The head of South Africa’s Energy Intensive User Group (EIUG), which represents Eskom’s largest mining and industrial customers, has called for a full review of the country’s future generation capacity options, including the validity of pursuing a “substantial, expensive and inflexible nuclear programme”.
Writing in the Business Day, EIUG chairperson Mike Rossouw described the current version of the Integrated Resources Plan (IRP), which was published in 2011 and outlines South Africa’s new electricity generation capacity plan for the 20-year period from 2010 to 2030, as “outdated”.
“A review should consider, for example, the scope for new technology innovation in power, the validity of a substantial, expensive and inflexible nuclear programme and alternative fuel options, such as gas,” Rossouw argues.

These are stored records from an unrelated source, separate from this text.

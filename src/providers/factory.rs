use crate::config::{AppConfig, ProviderConfig};
use crate::providers::{LlmProvider, OllamaProvider, OpenAIProvider};
use std::error::Error;
use std::time::Duration;

pub struct ProviderFactory;

impl ProviderFactory {
    /// Create a provider instance from configuration. `timeout` bounds
    /// every request the provider makes.
    pub fn create(
        provider_name: &str,
        config: &ProviderConfig,
        timeout: Duration,
    ) -> Result<Box<dyn LlmProvider>, Box<dyn Error + Send + Sync>> {
        if !config.enabled {
            return Err(format!(
                "Provider '{}' is not enabled in configuration",
                provider_name
            )
            .into());
        }

        match provider_name {
            "openai" => Ok(Box::new(OpenAIProvider::new(config, timeout)?)),
            "ollama" => Ok(Box::new(OllamaProvider::new(config, timeout)?)),
            _ => Err(format!("Unknown provider: {}", provider_name).into()),
        }
    }

    /// Get the default provider from configuration, with the configured
    /// request timeout applied
    pub fn get_default_provider(
        config: &AppConfig,
    ) -> Result<Box<dyn LlmProvider>, Box<dyn Error + Send + Sync>> {
        let provider_name = &config.default_provider;
        let provider_config = config.providers.get(provider_name).ok_or_else(|| {
            format!(
                "Default provider '{}' not found in configuration",
                provider_name
            )
        })?;

        Self::create(
            provider_name,
            provider_config,
            Duration::from_secs(config.timeout),
        )
    }

    /// List all available provider names
    pub fn available_providers() -> Vec<&'static str> {
        vec!["openai", "ollama"]
    }
}
use std::path::PathBuf;

use arcadia_engine::GameSeed;
use arcadia_evaluator::{
    greedy::GreedyFoodPolicy,
    policy::Policy,
    rollout::{GenomeId, SnakeEvaluator},
    snake_features::SnakeFeatureSet,
};
use rand::Rng as _;

use crate::{config::AppConfig, model::snake_model::SnakeModel};

#[derive(Default, Debug, Clone, clap::Args)]
pub(crate) struct PlaySnakeArg {
    /// Model written by `train-snake`; the greedy baseline plays when omitted
    #[arg(long)]
    model: Option<PathBuf>,
    /// Number of games to play
    #[arg(long, default_value_t = 5)]
    rollouts: u64,
    /// Seed the game seeds are drawn from (32 hex characters)
    #[arg(long)]
    seed: Option<GameSeed>,
}

pub(crate) fn run(arg: &PlaySnakeArg, config: &AppConfig) -> anyhow::Result<()> {
    let PlaySnakeArg {
        model,
        rollouts,
        seed,
    } = arg;

    let loaded = model.as_ref().map(SnakeModel::open).transpose()?;
    let feature_set = loaded
        .as_ref()
        .map_or(SnakeFeatureSet::Full, |model| model.feature_set);
    let mut policy: Box<dyn Policy<Input = [f32]>> = match loaded {
        Some(model) => {
            tracing::info!(
                name = %model.name,
                trained_at = %model.trained_at,
                fitness = model.final_fitness,
                "loaded snake model"
            );
            Box::new(model.network)
        }
        None => {
            tracing::info!("no model given, playing the greedy baseline");
            Box::new(GreedyFoodPolicy)
        }
    };

    let evaluator = SnakeEvaluator::new(config.snake.clone(), feature_set);
    let seed = seed.unwrap_or_else(|| rand::rng().random());
    let mut rng = seed.rng();
    let mut total_score = 0;
    let mut total_fitness = 0.0;
    for game in 0..*rollouts {
        let game_seed: GameSeed = rng.random();
        let record = evaluator.evaluate(GenomeId(game), policy.as_mut(), game_seed)?;
        tracing::info!(
            game,
            seed = %game_seed,
            score = record.score(),
            fitness = record.fitness(),
            ticks = record.ticks(),
            outcome = ?record.outcome(),
            "game finished"
        );
        total_score += record.score();
        total_fitness += record.fitness();
    }

    #[expect(clippy::cast_precision_loss)]
    let games = (*rollouts).max(1) as f32;
    tracing::info!(
        %seed,
        games = rollouts,
        mean_score = f64::from(total_score) / f64::from(games),
        mean_fitness = total_fitness / games,
        "snake summary"
    );
    Ok(())
}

It has been reported previously that the Department of Energy is likely to conduct a review of the current IRP during 2013, and that there is an intention to increase the role of imported and unconventional gas options into a revised plan.
Rossouw tells Engineering News Online that the review is “overdue”, as there have been material changes in the electricity environment since the IRP was published.
For instance, the IRP’s assumed electricity demand growth is 2.5%, while the expectation currently is for average yearly growth of less than 2% over the coming five years.
The EIUG is not opposed to nuclear as a technology option, but is concerned that the addition of 9 600 MW of new nuclear capacity by 2030 could foreclose other opportunities that are more responsive to changing energy-market dynamics.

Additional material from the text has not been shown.